In the 1970’s the prospect of rewriting many Blumberg Leases and Contracts got my attention, and I sought out the "experts" for guidance. What I learned I summarized in the following article originally published in 1979.

Lawyers Can Write Clearly and Coherently

By Robert H. Blumberg
New York City


The purpose of this article is to assist you in creating clear and coherent contracts. It is not intended to be a scholarly treatise on the subject of legal writing. It is intended to alert you to the problems of language in contract writing and to suggest simple guidelines that will enable consumers to understand your contracts better. To ac­complish this task all that is necessary are your legal skills, a good college level dic­tionary, a thesaurus and a grammar and punctuation reference book1.

De Novo Effort

It is common practice in contract drafting to find forms in files and form books and edit them for the particular needs of the client. When revisions are made over the years in response to legislation, case law and business developments, the resulting documents a) lack meaningful sequence, b) contain stilted language, c) are repetitious, and d) are difficult to read. Revising these documents sentence by sentence will not produce understandable contracts.

Legal contracts are usually intimidating, contain overly long sentences and are often visually unattractive. They have been written for lawyers by lawyers in highly compressed language. An immense amount of content is packed into a small quantity of words. The primary intent of the writer is to protect the client. Language is included to deal with obscure problem areas which will only affect a small number of consumers. This results in making the contract difficult for all consumers.
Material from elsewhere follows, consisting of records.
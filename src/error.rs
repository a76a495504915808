//! Error types for reelcut.

/// Result type alias for reelcut operations.
pub type Result<T> = std::result::Result<T, Error>;

/// Top-level error type for reelcut.
#[derive(Debug, thiserror::Error)]
pub enum Error {
    /// I/O operation failed.
    #[error("I/O error: {0}")]
    Io(#[from] std::io::Error),

    /// Configuration directory could not be determined.
    #[error("could not determine configuration directory for this platform")]
    ConfigDirNotFound,

    /// Failed to read configuration file.
    #[error("failed to read config file '{path}'")]
    ConfigRead {
        /// Path to the config file.
        path: std::path::PathBuf,
        /// Underlying I/O error.
        #[source]
        source: std::io::Error,
    },

    /// Failed to parse configuration file.
    #[error("failed to parse config file '{path}'")]
    ConfigParse {
        /// Path to the config file.
        path: std::path::PathBuf,
        /// Underlying parse error.
        #[source]
        source: toml::de::Error,
    },

    /// Failed to write configuration file.
    #[error("failed to write config file '{path}'")]
    ConfigWrite {
        /// Path to the config file.
        path: std::path::PathBuf,
        /// Underlying I/O error.
        #[source]
        source: std::io::Error,
    },

    /// Failed to serialize configuration.
    #[error("failed to serialize config")]
    ConfigSerialize {
        /// Underlying serialization error.
        #[source]
        source: toml::ser::Error,
    },

    /// A required external tool is not on PATH.
    #[error("required tool '{tool}' not found on PATH")]
    ToolNotFound {
        /// Name of the missing tool (ffmpeg or ffprobe).
        tool: &'static str,
    },

    /// Input video file does not exist.
    #[error("input video does not exist: {path}")]
    InputNotFound {
        /// Path to the missing input file.
        path: std::path::PathBuf,
    },

    /// Failed to probe video metadata.
    #[error("failed to probe '{path}': {message}")]
    Probe {
        /// Path to the video file.
        path: std::path::PathBuf,
        /// Description of the probe failure.
        message: String,
    },

    /// Container has no video stream.
    #[error("no video stream found in '{path}'")]
    NoVideoStream {
        /// Path to the video file.
        path: std::path::PathBuf,
    },

    /// Failed to open audio file.
    #[error("failed to open audio file '{path}'")]
    AudioOpen {
        /// Path to the audio file.
        path: std::path::PathBuf,
        /// Underlying error.
        #[source]
        source: Box<dyn std::error::Error + Send + Sync>,
    },

    /// Failed to decode audio.
    #[error("failed to decode audio from '{path}'")]
    AudioDecode {
        /// Path to the audio file.
        path: std::path::PathBuf,
        /// Underlying error.
        #[source]
        source: Box<dyn std::error::Error + Send + Sync>,
    },

    /// No audio tracks found in the extracted waveform.
    #[error("no audio tracks found in '{path}'")]
    NoAudioTracks {
        /// Path to the audio file.
        path: std::path::PathBuf,
    },

    /// Failed to decode video frames.
    #[error("failed to decode video frames from '{path}': {message}")]
    VideoDecode {
        /// Path to the video file.
        path: std::path::PathBuf,
        /// Description of the decode failure.
        message: String,
    },

    /// An ffmpeg invocation failed.
    #[error("ffmpeg failed while {context}: {stderr}")]
    FfmpegFailed {
        /// What the invocation was doing.
        context: String,
        /// Captured stderr from ffmpeg.
        stderr: String,
    },

    /// No highlight timestamps were found in either signal source.
    #[error("no highlight moments detected; nothing to assemble")]
    NoHighlights,

    /// Failed to create the output directory.
    #[error("failed to create output directory '{path}'")]
    OutputDirCreate {
        /// Path to the output directory.
        path: std::path::PathBuf,
        /// Underlying I/O error.
        #[source]
        source: std::io::Error,
    },

    /// The run was cancelled by the user.
    #[error("run cancelled")]
    Cancelled,

    /// A highlight run is already in progress.
    #[error("a highlight run is already in progress")]
    AlreadyRunning,

    /// Internal error (for unexpected failures).
    #[error("internal error: {message}")]
    Internal {
        /// Error message.
        message: String,
    },
}
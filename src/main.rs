//! Reelcut CLI entry point.

#![allow(clippy::print_stdout)]
#![allow(clippy::print_stderr)]

fn main() {
    if let Err(e) = reelcut::run() {
        eprintln!("error: {e}");
        std::process::exit(1);
    }
}
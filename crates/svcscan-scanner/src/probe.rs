//! Per-port probe task
//!
//! One probe runs per port: connect, read any banner the peer volunteers,
//! fall through to an HTTP(S) exchange when there is nothing to classify,
//! then finish the record against the port registry. Every failure along
//! the way is local to this port; the returned error exists only for
//! verbose diagnostics.

use crate::client::{ProbeClient, TcpClient, RECV_BUFFER_SIZE};
use crate::error::NetError;
use crate::tls::TlsClient;
use std::net::SocketAddr;
use svcscan_core::http::{Method, Request};
use svcscan_core::{Args, Endpoint, HostState, PortRegistry, ServiceInfo};
use tracing::trace;

/// Probe a single port, producing its completed `ServiceInfo`
///
/// The TLS flag on `args` selects the client; the probe logic itself is
/// identical across transports.
pub async fn probe_port(
    endpoint: &Endpoint,
    addr: SocketAddr,
    args: &Args,
    registry: &PortRegistry,
) -> (ServiceInfo, Option<NetError>) {
    if args.tls {
        let mut client = TlsClient::new(args.timeouts);
        run_probe(&mut client, endpoint, addr, args, registry, true).await
    } else {
        let mut client = TcpClient::new(args.timeouts);
        run_probe(&mut client, endpoint, addr, args, registry, false).await
    }
}

async fn run_probe<C: ProbeClient>(
    client: &mut C,
    endpoint: &Endpoint,
    addr: SocketAddr,
    args: &Args,
    registry: &PortRegistry,
    tls: bool,
) -> (ServiceInfo, Option<NetError>) {
    let mut info = ServiceInfo::new(endpoint);
    let mut probe_err = None;

    match client.connect(endpoint, addr).await {
        Ok(()) => {
            // A quiet peer is normal here; treat any read failure as an
            // empty banner and move on
            let mut buf = [0u8; RECV_BUFFER_SIZE];
            let bytes_read = client.recv(&mut buf).await.unwrap_or(0);

            if bytes_read > 0 {
                let banner = String::from_utf8_lossy(&buf[..bytes_read]).into_owned();
                info.parse_banner(&banner);
            }

            if args.curl || bytes_read == 0 {
                let method = if tls || args.curl {
                    Method::Get
                } else {
                    Method::Head
                };
                let request = Request::new(args.target.clone(), &args.uri).with_method(method);

                match client.request(&request).await {
                    Ok(response) if response.valid() => info.set_http(request, response, tls),
                    Ok(_) => trace!("Invalid HTTP response from {}", endpoint),
                    Err(err) => {
                        trace!("HTTP probe failed for {}: {}", endpoint, err);
                        probe_err = Some(err);
                    }
                }
            }

            client.disconnect().await;
        }
        Err(err) => probe_err = Some(err),
    }

    if let Some(session) = client.tls_info() {
        info.cipher = session.cipher.clone();
        info.subject = session.subject.clone();
        info.issuer = session.issuer.clone();
    }

    // A valid HTTP(S) response pins the port open regardless of how the
    // stream ended afterwards
    let state = if info.response.as_ref().is_some_and(|r| r.valid()) {
        HostState::Open
    } else {
        client.host_state()
    };

    info.classify(registry, state);

    (info, probe_err)
}

#[cfg(test)]
mod tests {
    use super::*;
    use std::time::Duration;
    use svcscan_core::Timeouts;
    use tokio::io::{AsyncReadExt, AsyncWriteExt};
    use tokio::net::TcpListener;

    fn args_for(port: u16) -> Args {
        let mut args = Args::new("127.0.0.1", vec![port]);
        args.timeouts = Timeouts {
            connect: Duration::from_millis(500),
            recv: Duration::from_millis(200),
            send: Duration::from_millis(200),
        };
        args
    }

    async fn fixture() -> (TcpListener, SocketAddr) {
        let listener = TcpListener::bind("127.0.0.1:0").await.unwrap();
        let addr = listener.local_addr().unwrap();
        (listener, addr)
    }

    #[tokio::test]
    async fn test_probe_closed_port() {
        let (listener, addr) = fixture().await;
        drop(listener);

        let registry = PortRegistry::load().unwrap();
        let endpoint = Endpoint::new("127.0.0.1", addr.port());
        let (info, err) = probe_port(&endpoint, addr, &args_for(addr.port()), &registry).await;

        assert_eq!(info.state, HostState::Closed);
        assert!(info.banner.is_empty());
        // Ephemeral fixture ports have no registry record
        assert_eq!(info.service, "unknown");
        assert!(matches!(err, Some(NetError::ConnectRefused { .. })));
    }

    #[tokio::test]
    async fn test_probe_banner_port() {
        let (listener, addr) = fixture().await;
        tokio::spawn(async move {
            let (mut sock, _) = listener.accept().await.unwrap();
            sock.write_all(b"SSH-2.0-OpenSSH_9.0\r\n").await.unwrap();
            tokio::time::sleep(Duration::from_millis(300)).await;
        });

        let registry = PortRegistry::load().unwrap();
        let endpoint = Endpoint::new("127.0.0.1", addr.port());
        let (info, _) = probe_port(&endpoint, addr, &args_for(addr.port()), &registry).await;

        assert_eq!(info.state, HostState::Open);
        assert_eq!(info.banner, "SSH-2.0-OpenSSH_9.0");
        assert_eq!(info.service, "ssh (2.0)");
        assert_eq!(info.summary, "OpenSSH 9.0");
        // A banner short-circuits the HTTP probe
        assert!(info.response.is_none());
    }

    #[tokio::test]
    async fn test_probe_http_port() {
        let (listener, addr) = fixture().await;
        tokio::spawn(async move {
            let (mut sock, _) = listener.accept().await.unwrap();
            let mut req = [0u8; 1024];
            let count = sock.read(&mut req).await.unwrap();
            assert!(req[..count].starts_with(b"HEAD / HTTP/1.1\r\n"));
            sock.write_all(b"HTTP/1.1 200 OK\r\nServer: nginx/1.25.3\r\n\r\n")
                .await
                .unwrap();
        });

        let registry = PortRegistry::load().unwrap();
        let endpoint = Endpoint::new("127.0.0.1", addr.port());
        let (info, _) = probe_port(&endpoint, addr, &args_for(addr.port()), &registry).await;

        assert_eq!(info.state, HostState::Open);
        assert_eq!(info.service, "http (11)");
        assert_eq!(info.summary, "nginx 1.25.3");
        assert_eq!(info.response.as_ref().unwrap().status, 200);
    }

    #[tokio::test]
    async fn test_probe_curl_sends_get() {
        let (listener, addr) = fixture().await;
        tokio::spawn(async move {
            let (mut sock, _) = listener.accept().await.unwrap();
            let mut req = [0u8; 1024];
            let count = sock.read(&mut req).await.unwrap();
            assert!(req[..count].starts_with(b"GET /health HTTP/1.1\r\n"));
            sock.write_all(b"HTTP/1.1 200 OK\r\nServer: Apache\r\n\r\n")
                .await
                .unwrap();
        });

        let registry = PortRegistry::load().unwrap();
        let mut args = args_for(addr.port());
        args.curl = true;
        args.uri = "/health".to_string();

        let endpoint = Endpoint::new("127.0.0.1", addr.port());
        let (info, _) = probe_port(&endpoint, addr, &args, &registry).await;

        assert_eq!(info.service, "http (11)");
        assert_eq!(info.request.as_ref().unwrap().method, Method::Get);
    }

    #[tokio::test]
    async fn test_probe_silent_open_port_uses_registry() {
        let (listener, addr) = fixture().await;
        tokio::spawn(async move {
            let (_sock, _) = listener.accept().await.unwrap();
            tokio::time::sleep(Duration::from_secs(2)).await;
        });

        // Registry fixture: pretend the fixture port is port 22's record
        let blob: String = (1..=addr.port())
            .map(|p| format!("{},tcp,fixture,Fixture Service\n", p))
            .collect();
        let registry = PortRegistry::parse(&blob).unwrap();

        let endpoint = Endpoint::new("127.0.0.1", addr.port());
        let (info, _) = probe_port(&endpoint, addr, &args_for(addr.port()), &registry).await;

        // Connected but mute and not speaking HTTP: open, classified from
        // the registry
        assert_eq!(info.state, HostState::Open);
        assert_eq!(info.service, "fixture");
        assert_eq!(info.summary, "Fixture Service");
        assert!(info.banner.is_empty());
    }
}
/// Emit start-line + CRLF + headers + CRLF + CRLF + body
///
/// A non-empty body is always reflected by a `Content-Length` header; a
/// chunked body is re-encoded as a single chunk instead.
fn serialize_message(start_line: &str, headers: &HeaderMap, body: &str, chunked: bool) -> Vec<u8> {
    let mut headers = headers.clone();

    if chunked {
        headers.insert("Transfer-Encoding", "chunked");
        headers.remove("Content-Length");
    } else if !body.is_empty() {
        headers.insert("Content-Length", body.len().to_string());
    }

    let mut out = String::new();
    out.push_str(start_line);
    out.push_str("\r\n");

    for (name, value) in headers.iter() {
        out.push_str(name);
        out.push_str(": ");
        out.push_str(value);
        out.push_str("\r\n");
    }
    out.push_str("\r\n");

    if chunked {
        if !body.is_empty() {
            out.push_str(&format!("{:x}\r\n{}\r\n", body.len(), body));
        }
        out.push_str("0\r\n\r\n");
    } else {
        out.push_str(body);
    }

    out.into_bytes()
}

type ParsedMessage = (String, HeaderMap, String, bool);

/// Split a raw message into start line, header map, decoded body, and a
/// chunked-encoding flag; accepts CRLF or bare LF line endings
fn parse_message(raw: &[u8]) -> Result<ParsedMessage, HttpError> {
    let text = String::from_utf8_lossy(raw);

    let (head, raw_body) = split_head_body(&text);

    let mut lines = head.lines();
    let start_line = lines
        .next()
        .map(|line| line.trim_end_matches('\r').to_string())
        .filter(|line| !line.is_empty())
        .ok_or_else(|| HttpError::Malformed("message has no start line".to_string()))?;

    let mut headers = HeaderMap::new();
    for line in lines {
        let line = line.trim_end_matches('\r');
        if line.is_empty() {
            continue;
        }

        let (name, value) = line
            .split_once(':')
            .ok_or_else(|| HttpError::Malformed(format!("bad header field: '{}'", line)))?;
        headers.insert(name.trim(), value.trim().to_string());
    }

    let chunked = headers
        .get("Transfer-Encoding")
        .is_some_and(|te| te.to_ascii_lowercase().contains("chunked"));

    let body = if chunked {
        decode_chunked(raw_body)?
    } else if let Some(length) = headers.get("Content-Length") {
        let length: usize = length
            .parse()
            .map_err(|_| HttpError::Malformed("bad Content-Length value".to_string()))?;
        raw_body.chars().take(length).collect()
    } else {
        raw_body.to_string()
    };

    Ok((start_line, headers, body, chunked))
}

/// Split the header block from the body at the first blank line
fn split_head_body(text: &str) -> (&str, &str) {
    if let Some(idx) = text.find("\r\n\r\n") {
        (&text[..idx], &text[idx + 4..])
    } else if let Some(idx) = text.find("\n\n") {
        (&text[..idx], &text[idx + 2..])
    } else {
        (text, "")
    }
}

/// Decode a chunked transfer-encoded body into its payload
fn decode_chunked(raw: &str) -> Result<String, HttpError> {
    let mut body = String::new();
    let mut rest = raw;

    loop {
        let (size_line, after) = match rest.split_once('\n') {
            Some(split) => split,
            // Tolerate a body truncated at end-of-stream
            None => break,
        };

        let size_token = size_line
            .trim_end_matches('\r')
            .split(';')
            .next()
            .unwrap_or_default()
            .trim();

        if size_token.is_empty() {
            rest = after;
            continue;
        }

        let size = usize::from_str_radix(size_token, 16)
            .map_err(|_| HttpError::Malformed(format!("bad chunk size: '{}'", size_token)))?;

        if size == 0 {
            break;
        }

        if after.len() < size {
            // Truncated chunk; keep what arrived
            body.push_str(after);
            break;
        }

        if !after.is_char_boundary(size) {
            return Err(HttpError::Malformed(format!(
                "chunk of {} bytes splits a character",
                size
            )));
        }

        body.push_str(&after[..size]);
        rest = &after[size..];
    }

    Ok(body)
}
//! Per-connection error types
//!
//! Every network failure inside a probe task is local: it is folded into
//! that port's `ServiceInfo` through the host-state table and never
//! propagated to sibling tasks. Only target resolution failures escape the
//! engine, as `svcscan_core::Error`.

use std::io;
use svcscan_core::HostState;
use thiserror::Error;

/// Result type alias for probe-level network operations
pub type NetResult<T> = std::result::Result<T, NetError>;

/// Classified network error raised by a probe client
#[derive(Error, Debug, Clone, PartialEq, Eq)]
pub enum NetError {
    /// Remote end refused the connection
    #[error("Connection refused: {port}/tcp")]
    ConnectRefused { port: u16 },

    /// Name resolution failed for the target host
    #[error("Unable to resolve hostname: '{addr}'")]
    HostNotFound { addr: String },

    /// Operation exceeded its deadline
    #[error("Connection timeout: {port}/tcp")]
    Timeout { port: u16 },

    /// TLS peer closed without a proper `close_notify`
    #[error("The TLS stream was forcibly closed: {port}/tcp")]
    TlsTruncated { port: u16 },

    /// Plain end of stream with no data
    #[error("End of stream: {port}/tcp")]
    Eof { port: u16 },

    /// Response bytes did not parse as an HTTP message
    #[error("Malformed HTTP response: {reason}")]
    HttpMalformed { reason: String },

    /// Anything else
    #[error("{reason}")]
    Other { reason: String },
}

impl NetError {
    /// Classify an I/O error raised while talking to `port`
    ///
    /// `tls` maps an unexpected EOF to the TLS truncation case instead of
    /// a plain end-of-stream.
    pub fn from_io(err: &io::Error, port: u16, tls: bool) -> Self {
        match err.kind() {
            io::ErrorKind::ConnectionRefused => NetError::ConnectRefused { port },
            io::ErrorKind::TimedOut => NetError::Timeout { port },
            io::ErrorKind::UnexpectedEof if tls => NetError::TlsTruncated { port },
            io::ErrorKind::UnexpectedEof => NetError::Eof { port },
            _ => NetError::Other {
                reason: format!("{}: {}/tcp", err, port),
            },
        }
    }

    /// Host-state classification for this error
    ///
    /// `connected` reflects whether the TCP handshake (and TLS handshake,
    /// for a TLS client) had already completed when the error occurred:
    ///
    /// | Error                       | not yet connected | was connected |
    /// |-----------------------------|-------------------|---------------|
    /// | refused / host not found    | closed            | open          |
    /// | timeout                     | unknown           | open          |
    /// | TLS stream truncated        | closed            | open          |
    /// | EOF                         | unknown           | open          |
    /// | anything else               | unknown           | unknown       |
    pub fn host_state(&self, connected: bool) -> HostState {
        match self {
            NetError::ConnectRefused { .. } | NetError::HostNotFound { .. } => {
                if connected {
                    HostState::Open
                } else {
                    HostState::Closed
                }
            }
            NetError::Timeout { .. } => {
                if connected {
                    HostState::Open
                } else {
                    HostState::Unknown
                }
            }
            NetError::TlsTruncated { .. } => {
                if connected {
                    HostState::Open
                } else {
                    HostState::Closed
                }
            }
            NetError::Eof { .. } => {
                if connected {
                    HostState::Open
                } else {
                    HostState::Unknown
                }
            }
            NetError::HttpMalformed { .. } | NetError::Other { .. } => HostState::Unknown,
        }
    }

    /// Whether this error marks an acceptable end of stream when data was
    /// already received
    pub fn is_recoverable_eof(&self) -> bool {
        matches!(
            self,
            NetError::Eof { .. } | NetError::TlsTruncated { .. }
        )
    }
}
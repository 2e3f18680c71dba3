//! Scan configuration and argument record

use crate::error::{Error, Result};
use crate::http::valid_uri;
use crate::types::Endpoint;
use serde::{Deserialize, Serialize};
use std::path::PathBuf;
use std::time::Duration;

/// Default connect timeout in milliseconds
pub const CONNECT_TIMEOUT_MS: u64 = 3500;

/// Default receive timeout in milliseconds
pub const RECV_TIMEOUT_MS: u64 = 1000;

/// Default send timeout in milliseconds
pub const SEND_TIMEOUT_MS: u64 = 500;

/// Upper bound on worker threads accepted from the command line
pub const MAX_THREADS: usize = 32;

/// Per-operation network timeouts
#[derive(Debug, Clone, Copy, PartialEq, Eq, Serialize, Deserialize)]
pub struct Timeouts {
    /// Connect (and TLS handshake) deadline
    pub connect: Duration,
    /// Single receive deadline
    pub recv: Duration,
    /// Single send deadline
    pub send: Duration,
}

impl Default for Timeouts {
    fn default() -> Self {
        Self {
            connect: Duration::from_millis(CONNECT_TIMEOUT_MS),
            recv: Duration::from_millis(RECV_TIMEOUT_MS),
            send: Duration::from_millis(SEND_TIMEOUT_MS),
        }
    }
}

/// Validated command-line argument record consumed by the scan engine
///
/// The CLI crate parses the raw arguments; the engine only ever sees this
/// record, shared read-only behind an `Arc` across probe tasks.
///
/// # Examples
///
/// ```
/// use svcscan_core::Args;
///
/// let args = Args::new("127.0.0.1", vec![80, 443]);
/// assert!(args.validate().is_ok());
/// assert!(args.pool_size() >= 1);
/// ```
#[derive(Debug, Clone, PartialEq, Serialize, Deserialize)]
pub struct Args {
    /// Target hostname or IPv4 address
    pub target: String,
    /// Ports to scan, in input order
    pub ports: Vec<u16>,
    /// Verbose progress and per-port error output
    pub verbose: bool,
    /// Probe through a TLS-wrapped connection
    pub tls: bool,
    /// Emit the JSON report instead of the text table
    pub json: bool,
    /// Send GET instead of HEAD for plaintext HTTP probes
    pub curl: bool,
    /// URI used by HTTP(S) probes
    pub uri: String,
    /// Worker thread count requested on the command line
    pub threads: usize,
    /// Per-operation network timeouts
    pub timeouts: Timeouts,
    /// Report output file path
    pub out_path: Option<PathBuf>,
    /// Path of the running executable, for the JSON report
    pub executable: String,
    /// Raw command-line arguments, for the JSON report
    pub argv: Vec<String>,
}

impl Args {
    /// Create an argument record with defaults for everything but the
    /// target and port list
    pub fn new<S: Into<String>>(target: S, ports: Vec<u16>) -> Self {
        Self {
            target: target.into(),
            ports,
            verbose: false,
            tls: false,
            json: false,
            curl: false,
            uri: "/".to_string(),
            threads: 1,
            timeouts: Timeouts::default(),
            out_path: None,
            executable: String::new(),
            argv: Vec::new(),
        }
    }

    /// Override the connect timeout, leaving recv/send at their defaults
    pub fn with_connect_timeout(mut self, timeout: Duration) -> Self {
        self.timeouts.connect = timeout;
        self
    }

    /// Validate the record before a scan may begin
    ///
    /// # Errors
    ///
    /// `InvalidTarget` for a malformed target, `InvalidPortRange` for an
    /// empty port list, and `InvalidArgument` for a bad URI or thread
    /// count.
    pub fn validate(&self) -> Result<()> {
        if self.ports.is_empty() {
            return Err(Error::InvalidPortRange(
                "no ports were specified".to_string(),
            ));
        }

        let probe = Endpoint::new(self.target.clone(), self.ports[0]);
        if !probe.is_valid() {
            return Err(Error::InvalidTarget(self.target.clone()));
        }

        if self.threads == 0 || self.threads > MAX_THREADS {
            return Err(Error::InvalidArgument(format!(
                "thread count must be between 1 and {}",
                MAX_THREADS
            )));
        }

        if !valid_uri(&self.uri) {
            return Err(Error::InvalidArgument(format!(
                "invalid HTTP URI: '{}'",
                self.uri
            )));
        }

        Ok(())
    }

    /// Worker pool size for this scan
    ///
    /// The larger of the machine-derived default (CPU count capped at 16)
    /// and the requested thread count clamped to `[1, MAX_THREADS]`.
    pub fn pool_size(&self) -> usize {
        let machine = num_cpus::get().min(16);
        machine.max(self.threads.clamp(1, MAX_THREADS))
    }
}

#[cfg(test)]
mod tests {
    use super::*;

    #[test]
    fn test_args_defaults() {
        let args = Args::new("127.0.0.1", vec![80]);
        assert_eq!(args.uri, "/");
        assert!(!args.tls);
        assert!(!args.curl);
        assert_eq!(args.timeouts, Timeouts::default());
        assert_eq!(args.timeouts.connect, Duration::from_millis(3500));
        assert_eq!(args.timeouts.recv, Duration::from_millis(1000));
        assert_eq!(args.timeouts.send, Duration::from_millis(500));
    }

    #[test]
    fn test_args_validate_ok() {
        assert!(Args::new("127.0.0.1", vec![22, 80]).validate().is_ok());
        assert!(Args::new("scanme.example.com", vec![443]).validate().is_ok());
    }

    #[test]
    fn test_args_validate_empty_ports() {
        let args = Args::new("127.0.0.1", vec![]);
        assert!(matches!(
            args.validate(),
            Err(Error::InvalidPortRange(_))
        ));
    }

    #[test]
    fn test_args_validate_bad_target() {
        let args = Args::new("300.1.2.3", vec![80]);
        assert!(matches!(args.validate(), Err(Error::InvalidTarget(_))));
    }

    #[test]
    fn test_args_validate_bad_uri() {
        let mut args = Args::new("127.0.0.1", vec![80]);
        args.uri = "not a uri".to_string();
        assert!(matches!(args.validate(), Err(Error::InvalidArgument(_))));
    }

    #[test]
    fn test_args_validate_bad_threads() {
        let mut args = Args::new("127.0.0.1", vec![80]);
        args.threads = 0;
        assert!(args.validate().is_err());

        args.threads = MAX_THREADS + 1;
        assert!(args.validate().is_err());
    }

    #[test]
    fn test_pool_size_respects_thread_request() {
        let mut args = Args::new("127.0.0.1", vec![80]);
        args.threads = 32;
        assert_eq!(args.pool_size(), 32);

        // A minimal request still yields at least one worker
        args.threads = 1;
        assert!(args.pool_size() >= 1);
        assert!(args.pool_size() <= 32);
    }

    #[test]
    fn test_connect_timeout_override() {
        let args =
            Args::new("127.0.0.1", vec![80]).with_connect_timeout(Duration::from_millis(250));
        assert_eq!(args.timeouts.connect, Duration::from_millis(250));
        assert_eq!(args.timeouts.recv, Duration::from_millis(1000));
    }
}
The suggestion that we discard the lan­guage of contracts has caused critics to raise many arguments. The most valid of these is that there will be a loss of precision. It is argued that the language to be dis­carded has been given the status of words of art by courts and legislatures. This may be true but not to a significant extent. Con­sider the principle underlying the “Sullivan Law” which is that “a party cannot be held to contract provisions not likely to have been comprehended (and thus agreed to) by the party.”2 If consumers do not under­stand the artful words, what is the point of preserving them? Courts read for intent. Which will they consider to be more under­standable to the consumer, ”fixtures” or “things brought on to the property”?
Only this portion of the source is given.